Vitamin K deficiency is usually not tested for in a blood test and a diagnosis is made through the prothrombin time (PT) test if it is suspected through symptoms of excessive bleeding or easy bruising. Deficiency is identified if prothrombin time is prolonged from which INR (International Normalised Ratio) value is determined. If results indicate low levels of vitamin K, the nutrient is supplied through supplements or injections until INR results are at a normal level. This is determined through the INR results. The normal INR for healthy people is 1.1 or lower.

In healthy people an INR level of 1.1 or less is normal. An INR range of 2.0 to 3.0 is the general marker for using in therapeutic treatments such as patients on anticoagulation treatment with warfarin to prevent the risk of stroke, cardiovascular disease, or treat deep vein thrombrosis.

Toxicity symptoms of Vitamin K

The fat-soluble vitamins A, D, E, and K do not need to be taken daily and in extremely high doses. Fat soluble vitamins have the potential to accumulate toxic amounts in the body as they are not as rapidly excreted like water soluble vitamins.

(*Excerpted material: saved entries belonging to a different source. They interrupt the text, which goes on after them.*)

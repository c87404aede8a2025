//! Structural tests for architectural boundary enforcement.
//!
//! These tests scan source files to verify that the layer boundaries
//! (domain, application, infra, commands, output) hold as the code grows.

use std::path::{Path, PathBuf};

/// Collect all `.rs` files under a directory recursively.
fn collect_rs_files(dir: &Path) -> Vec<PathBuf> {
    let mut files = Vec::new();
    if let Ok(entries) = std::fs::read_dir(dir) {
        for entry in entries.flatten() {
            let path = entry.path();
            if path.is_dir() {
                files.extend(collect_rs_files(&path));
            } else if path.extension().and_then(|e| e.to_str()) == Some("rs") {
                files.push(path);
            }
        }
    }
    files
}

fn src_dir(sub: &str) -> PathBuf {
    Path::new(env!("CARGO_MANIFEST_DIR")).join("src").join(sub)
}

fn relative(file: &Path) -> String {
    file.strip_prefix(env!("CARGO_MANIFEST_DIR"))
        .unwrap_or(file)
        .display()
        .to_string()
        .replace('\\', "/")
}

/// Read a file and strip comment lines to avoid false positives.
fn read_non_comment_lines(path: &Path) -> Vec<String> {
    let Ok(content) = std::fs::read_to_string(path) else {
        return Vec::new();
    };
    content
        .lines()
        .filter(|l| {
            let trimmed = l.trim();
            !trimmed.starts_with("//") && !trimmed.starts_with("/*") && !trimmed.starts_with('*')
        })
        .map(String::from)
        .collect()
}

/// Lines in `dir` (outside comments) containing any of `needles`.
fn find_in_dir(dir: &Path, needles: &[&str]) -> Vec<String> {
    let mut violations = Vec::new();
    for file in collect_rs_files(dir) {
        let rel = relative(&file);
        for (i, line) in read_non_comment_lines(&file).iter().enumerate() {
            for needle in needles {
                if line.contains(needle) {
                    violations.push(format!("{rel}:{}: `{needle}`: {line}", i + 1));
                }
            }
        }
    }
    violations
}

/// Track brace depth and return whether a line is inside a `#[cfg(test)]` block.
struct CfgTestTracker {
    in_test_block: bool,
    brace_depth: i32,
    test_block_start_depth: i32,
}

impl CfgTestTracker {
    fn new() -> Self {
        Self {
            in_test_block: false,
            brace_depth: 0,
            test_block_start_depth: 0,
        }
    }

    /// Process a line and return `true` if it's inside a `#[cfg(test)]` block.
    fn process_line(&mut self, line: &str) -> bool {
        if line.trim().contains("#[cfg(test)]") {
            self.in_test_block = true;
            self.test_block_start_depth = self.brace_depth;
        }
        for ch in line.chars() {
            match ch {
                '{' => self.brace_depth += 1,
                '}' => {
                    self.brace_depth -= 1;
                    if self.in_test_block && self.brace_depth <= self.test_block_start_depth {
                        self.in_test_block = false;
                    }
                }
                _ => {}
            }
        }
        self.in_test_block
    }
}

/// Count non-test, non-comment, non-empty lines in a file.
fn count_non_test_lines(content: &str) -> usize {
    let mut tracker = CfgTestTracker::new();
    content
        .lines()
        .filter(|line| {
            let in_test = tracker.process_line(line);
            let trimmed = line.trim();
            !in_test && !trimmed.is_empty() && !trimmed.starts_with("//")
        })
        .count()
}

// ── Domain purity ────────────────────────────────────────────────────────────

#[test]
fn domain_has_no_io_or_outer_layer_imports() {
    let violations = find_in_dir(
        &src_dir("domain"),
        &[
            "crate::infra",
            "crate::application",
            "crate::commands",
            "crate::output",
            "tokio",
            "std::fs",
            "std::process::Command",
        ],
    );
    assert!(
        violations.is_empty(),
        "domain/ must stay pure:\n{}",
        violations.join("\n")
    );
}

// ── Application layer boundary ───────────────────────────────────────────────

#[test]
fn application_has_no_infra_or_output_imports() {
    let violations = find_in_dir(&src_dir("application"), &["crate::infra::", "crate::output::"]);
    assert!(
        violations.is_empty(),
        "application/ must not import from infra/ or output/:\n{}",
        violations.join("\n")
    );
}

#[test]
fn application_spawns_no_processes_directly() {
    let violations = find_in_dir(
        &src_dir("application"),
        &["std::process::Command", "tokio::process", "std::fs::"],
    );
    assert!(
        violations.is_empty(),
        "application/ must go through the CommandRunner and PluginCatalog ports:\n{}",
        violations.join("\n")
    );
}

#[test]
fn no_concrete_infra_types_in_service_signatures() {
    let concrete_types = ["TokioCommandRunner", "LocalFs", "YamlSettingsStore"];
    let mut violations = Vec::new();
    for file in collect_rs_files(&src_dir("application").join("services")) {
        let rel = relative(&file);
        for (i, line) in read_non_comment_lines(&file).iter().enumerate() {
            if !line.contains("fn ") {
                continue;
            }
            for concrete in &concrete_types {
                if line.contains(concrete) {
                    violations.push(format!(
                        "{rel}:{}: concrete type `{concrete}` in function signature: {line}",
                        i + 1
                    ));
                }
            }
        }
    }
    assert!(
        violations.is_empty(),
        "Services must take trait bounds, not infra types:\n{}",
        violations.join("\n")
    );
}

// ── Infra layer boundary ─────────────────────────────────────────────────────

#[test]
fn infra_has_no_imports_from_commands_or_output() {
    let violations = find_in_dir(&src_dir("infra"), &["crate::commands", "crate::output"]);
    assert!(
        violations.is_empty(),
        "infra/ must not import from commands/ or output/:\n{}",
        violations.join("\n")
    );
}

#[test]
fn infra_has_no_print_macros_outside_tests() {
    let mut violations = Vec::new();
    for file in collect_rs_files(&src_dir("infra")) {
        let rel = relative(&file);
        let Ok(content) = std::fs::read_to_string(&file) else {
            continue;
        };
        let mut tracker = CfgTestTracker::new();
        for (i, line) in content.lines().enumerate() {
            let in_test = tracker.process_line(line);
            if in_test || line.trim().starts_with("//") {
                continue;
            }
            if line.contains("println!") || line.contains("eprintln!") {
                violations.push(format!("{rel}:{}: {line}", i + 1));
            }
        }
    }
    assert!(
        violations.is_empty(),
        "infra/ must log through tracing, not print:\n{}",
        violations.join("\n")
    );
}

#[test]
fn no_tokio_command_runner_new_outside_infra() {
    let mut violations = Vec::new();
    for file in collect_rs_files(&src_dir("")) {
        let rel = relative(&file);
        if rel.contains("/infra/") || rel.ends_with("app.rs") {
            continue;
        }
        for (i, line) in read_non_comment_lines(&file).iter().enumerate() {
            if line.contains("TokioCommandRunner::new") {
                violations.push(format!("{rel}:{}: {line}", i + 1));
            }
        }
    }
    assert!(
        violations.is_empty(),
        "TokioCommandRunner must be built by infra/ or AppContext:\n{}",
        violations.join("\n")
    );
}

// ── Command handlers ─────────────────────────────────────────────────────────

#[test]
fn no_inline_json_branching_in_commands() {
    let mut violations = Vec::new();
    for file in collect_rs_files(&src_dir("commands")) {
        let rel = relative(&file);
        for (i, line) in read_non_comment_lines(&file).iter().enumerate() {
            let trimmed = line.trim();
            if line.contains("json: bool")
                || trimmed.starts_with("if json")
                || trimmed.starts_with("if !json")
                || trimmed.contains("serde_json::")
            {
                violations.push(format!("{rel}:{}: {line}", i + 1));
            }
        }
    }
    assert!(
        violations.is_empty(),
        "Found inline JSON handling in commands/, use app.renderer() instead:\n{}",
        violations.join("\n")
    );
}

#[test]
fn command_handlers_accept_app_context() {
    let mut violations = Vec::new();
    for file in collect_rs_files(&src_dir("commands")) {
        let Ok(content) = std::fs::read_to_string(&file) else {
            continue;
        };
        let has_run = content.contains("pub async fn run(") || content.contains("pub fn run(");
        if has_run && !content.contains("app: &AppContext") {
            violations.push(format!("{}: run() does not accept &AppContext", relative(&file)));
        }
    }
    assert!(
        violations.is_empty(),
        "Command handlers must accept &AppContext:\n{}",
        violations.join("\n")
    );
}

/// Each file in `commands/` must stay small; logic belongs in services.
#[test]
fn command_handlers_are_reasonably_sized() {
    let mut violations = Vec::new();
    for file in collect_rs_files(&src_dir("commands")) {
        let Ok(content) = std::fs::read_to_string(&file) else {
            continue;
        };
        let line_count = count_non_test_lines(&content);
        if line_count > 100 {
            violations.push(format!(
                "{}: {line_count} non-test lines (limit: 100)",
                relative(&file)
            ));
        }
    }
    assert!(
        violations.is_empty(),
        "Command handler files exceed the line limit, extract logic to application services:\n{}",
        violations.join("\n")
    );
}

/// No module-level `#![allow(dead_code)]` in domain/, application/, or infra/.
#[test]
fn no_module_level_dead_code_allows_in_layers() {
    let mut violations = Vec::new();
    for dir in [src_dir("domain"), src_dir("application"), src_dir("infra")] {
        for file in collect_rs_files(&dir) {
            let Ok(content) = std::fs::read_to_string(&file) else {
                continue;
            };
            for (i, line) in content.lines().enumerate() {
                if line.trim() == "#![allow(dead_code)]" {
                    violations.push(format!("{}:{}", relative(&file), i + 1));
                }
            }
        }
    }
    assert!(
        violations.is_empty(),
        "Module-level #![allow(dead_code)] found in architecture layers:\n{}",
        violations.join("\n")
    );
}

Vitamin K1 (phylloquinone) and vitamin K2 has not shown to be toxic when taken in high doses. Menadione (Vitamin K3) is a synthetic vitamin K precursor which has shown to cause toxicity and is no longer used to treat vitamin K deficiency.

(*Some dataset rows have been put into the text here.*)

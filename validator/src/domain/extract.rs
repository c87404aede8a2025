//! Error extraction from Fluent Bit dry-run output. No I/O, no async.
//!
//! Fluent Bit prints human-oriented diagnostics whose shape changed between
//! releases. Three shapes are recognised, most specific first:
//!
//! 1. `Error <msg>\nError: Configuration file contains errors. Aborting`
//! 2. `Error: <msg>. Aborting`
//! 3. `[<time>] [error] File <file>\n[<time>] [error] Error in line 4: <msg>`
//!    (often wrapped in ANSI color codes, with a trailing `Error:` line)
//!
//! Text matching none of the specific shapes falls back to the first
//! `Error <rest of line>` occurrence.

use std::sync::LazyLock;

use regex::Regex;

/// The strip-ansi grammar: `ESC` or 8-bit CSI, an optional run of
/// `[]()#;?`, then either an alphanumeric/`;` run terminated by BEL or
/// numeric parameters terminated by a final byte. Digit classes are ASCII.
pub static ANSI_RE: LazyLock<Regex> = LazyLock::new(|| {
    // Safety: constant pattern.
    #[allow(clippy::expect_used)]
    Regex::new(
        r"[\x1B\x{9B}][\[\]()#;?]*(?:(?:(?:[a-zA-Z0-9]*(?:;[a-zA-Z0-9]*)*)?\x07)|(?:(?:[0-9]{1,4}(?:;[0-9]{0,4})*)?[0-9A-PRZcf-ntqry=><~]))",
    )
    .expect("valid regex")
});

/// How a matched pattern yields the extracted description.
#[derive(Debug, Clone, Copy, PartialEq, Eq)]
pub enum Capture {
    /// Use the numbered capture group.
    Group(usize),
    /// Use the whole match.
    Whole,
}

/// One entry of the extraction cascade.
pub struct ErrorPattern {
    /// Short name used in trace events and tests.
    pub name: &'static str,
    pub regex: Regex,
    pub capture: Capture,
}

impl ErrorPattern {
    fn new(name: &'static str, pattern: &str, capture: Capture) -> Self {
        // Safety: only called with the constant patterns below.
        #[allow(clippy::expect_used)]
        let regex = Regex::new(pattern).expect("valid regex");
        Self {
            name,
            regex,
            capture,
        }
    }

    /// Apply this pattern to `text`, returning the captured description.
    #[must_use]
    pub fn apply<'t>(&self, text: &'t str) -> Option<&'t str> {
        match self.capture {
            Capture::Whole => self.regex.find(text).map(|m| m.as_str()),
            Capture::Group(i) => self
                .regex
                .captures(text)
                .and_then(|caps| caps.get(i))
                .map(|m| m.as_str()),
        }
    }
}

/// Ordered cascade, first match wins.
///
/// `[\t\n\f\r ]` is the ASCII whitespace class; `.` never crosses a newline.
pub static ERROR_PATTERNS: LazyLock<[ErrorPattern; 3]> = LazyLock::new(|| {
    [
        // Description line, then an `Error:` label line. The byte after
        // `Error` must not be `]` so `[Error]` log-level tokens are skipped.
        ErrorPattern::new(
            "two-line",
            r"(?P<description>Error[^\]].+)\n(?P<label>Error:.+)",
            Capture::Group(1),
        ),
        // `Error: ` label followed by a description ending in a period.
        ErrorPattern::new(
            "labelled",
            r".*(?P<label>Error:[\t\n\f\r ])(?P<description>.+\.)",
            Capture::Group(2),
        ),
        ErrorPattern::new("fallback", r"Error[\t\n\f\r ].+", Capture::Whole),
    ]
});

/// Remove every ANSI escape sequence from `text`.
///
/// Returns a new string; text outside escape sequences is kept byte-identical.
#[must_use]
pub fn strip_ansi(text: &str) -> String {
    ANSI_RE.replace_all(text, "").into_owned()
}

/// Extract a one-line error description from Fluent Bit dry-run output.
///
/// Total over any input: returns an empty string when no pattern matches
/// (for example when `Error` is only ever followed by `:` with no space, or
/// by end of input).
#[must_use]
pub fn extract_error(output: &str) -> String {
    let stripped = strip_ansi(output);
    ERROR_PATTERNS
        .iter()
        .find_map(|pattern| pattern.apply(&stripped))
        .map(str::to_owned)
        .unwrap_or_default()
}

/// Name of the first pattern that matches `output`, if any.
#[must_use]
pub fn matching_pattern(output: &str) -> Option<&'static str> {
    let stripped = strip_ansi(output);
    ERROR_PATTERNS
        .iter()
        .find(|pattern| pattern.apply(&stripped).is_some())
        .map(|pattern| pattern.name)
}

// ── Unit tests ───────────────────────────────────────────────────────────────
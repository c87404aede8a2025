//! Property-based tests for ANSI stripping and error extraction.
//!
//! Uses `proptest` to verify invariants across many random inputs.

use proptest::prelude::*;

use fluentbit_validator::domain::extract::{extract_error, strip_ansi};

/// Color and cursor sequences Fluent Bit (and terminals in general) emit.
const ESCAPES: &[&str] = &[
    "\x1b[0m",
    "\x1b[1m",
    "\x1b[31m",
    "\x1b[1;31m",
    "\x1b[38;5;208m",
    "\x1b[2K",
    "\x1b[?25l",
    "\u{9b}33m",
    "\x1b]0;fluentbit\x07",
];

fn escape() -> impl Strategy<Value = &'static str> {
    prop::sample::select(ESCAPES)
}

// ============================================================================
// strip_ansi() property tests
// ============================================================================

proptest! {
    /// Text without escape introducers is returned byte-identical.
    #[test]
    fn prop_plain_text_is_unchanged(text in "[^\u{1b}\u{9b}]{0,200}") {
        prop_assert_eq!(strip_ansi(&text), text);
    }

    /// Interleaving escapes into plain text and stripping recovers the text.
    #[test]
    fn prop_stripping_recovers_plain_text(
        parts in prop::collection::vec(("[a-zA-Z0-9 .:'\\[\\]/_-]{0,20}", escape()), 0..12)
    ) {
        let mut colored = String::new();
        let mut plain = String::new();
        for (text, esc) in &parts {
            colored.push_str(esc);
            colored.push_str(text);
            plain.push_str(text);
        }
        prop_assert_eq!(strip_ansi(&colored), plain);
    }

}

// ============================================================================
// extract_error() property tests
// ============================================================================

proptest! {
    /// Extraction never panics and always returns a piece of the stripped input.
    #[test]
    fn prop_extraction_is_substring_of_stripped_input(text in "(Error|Error:| |\n|[a-z.]|\u{1b}\\[31m){0,60}") {
        let extracted = extract_error(&text);
        prop_assert!(strip_ansi(&text).contains(&extracted));
    }

    /// A fallback result (`Error <rest of line>`) extracts to itself.
    #[test]
    fn prop_fallback_result_is_fixed_point(rest in "[a-z][a-z ]{0,40}") {
        let line = format!("noise Error {rest}");
        let first = extract_error(&line);
        prop_assert_eq!(&first, &format!("Error {rest}"));
        prop_assert_eq!(extract_error(&first), first);
    }

    /// A labelled description without the marker has nothing left to extract.
    #[test]
    fn prop_labelled_result_has_no_further_match(desc in "[a-z][a-z ]{0,40}") {
        let first = extract_error(&format!("prefix Error: {desc}."));
        prop_assert_eq!(&first, &format!("{desc}."));
        prop_assert_eq!(extract_error(&first), "");
    }

    /// Colors around a two-line diagnostic do not change the result.
    #[test]
    fn prop_colors_do_not_change_two_line_result(msg in "[a-z][a-z ]{0,40}", esc in escape()) {
        let plain = format!("Error {msg}\nError: Configuration file contains errors. Aborting");
        let colored = format!("{esc}Error{esc} {msg}\n{esc}Error: Configuration file contains errors. Aborting{esc}");
        prop_assert_eq!(extract_error(&colored), extract_error(&plain));
        prop_assert_eq!(extract_error(&plain), format!("Error {msg}"));
    }
}
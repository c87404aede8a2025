//! Per-file validation report consumed by the output renderers.

use std::path::{Path, PathBuf};

use serde::Serialize;

use crate::domain::error::{FailureKind, ValidationError};

/// Result of validating one configuration file.
#[derive(Debug, Clone, PartialEq, Eq, Serialize)]
pub struct FileReport {
    pub file: PathBuf,
    pub valid: bool,
    #[serde(skip_serializing_if = "Option::is_none")]
    pub code: Option<FailureKind>,
    #[serde(skip_serializing_if = "Option::is_none")]
    pub message: Option<String>,
    /// Extracted diagnostic; absent when extraction recovered nothing.
    #[serde(skip_serializing_if = "Option::is_none")]
    pub reason: Option<String>,
}

impl FileReport {
    #[must_use]
    pub fn from_outcome(file: &Path, outcome: &Result<(), ValidationError>) -> Self {
        match outcome {
            Ok(()) => Self {
                file: file.to_path_buf(),
                valid: true,
                code: None,
                message: None,
                reason: None,
            },
            Err(err) => Self {
                file: file.to_path_buf(),
                valid: false,
                code: Some(err.kind()),
                message: Some(err.to_string()),
                reason: err.reason().map(str::to_owned),
            },
        }
    }
}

Some of the known effects of vitamin K toxicity symptoms have been found in infants which includes:

  • Jaundice
  • Hyperbilirubinemia
  • Anemia (Hemolytic)
  • Skin rash
  • Liver damage
  • Stomach upset
  • Brain damage

High doses of vitamin K can interfere with warfarin (coumadin) medication. Warfarin works by inhibiting coagulation process and requires the careful monitoring of INR values to assure it is kept within the therapeutic range. Too much warfarin increases risk of bleeding and if warfarin is made ineffective due to high vitamin K this can reduce warfarins blood thinning properties causing blood clots which can cause serious risk to people with these particular health conditions. People on anticoagulants or recommended to avoid foods too high in vitamin K.

High amounts of vitamin K can cause complications for those with kidney disease receiving dialysis treatment.

Precautions and warnings

Vitamin K may interact with certain medications such as warfarin medication. It is important to seek medical guidance from a health physician before supplementing with vitamin K.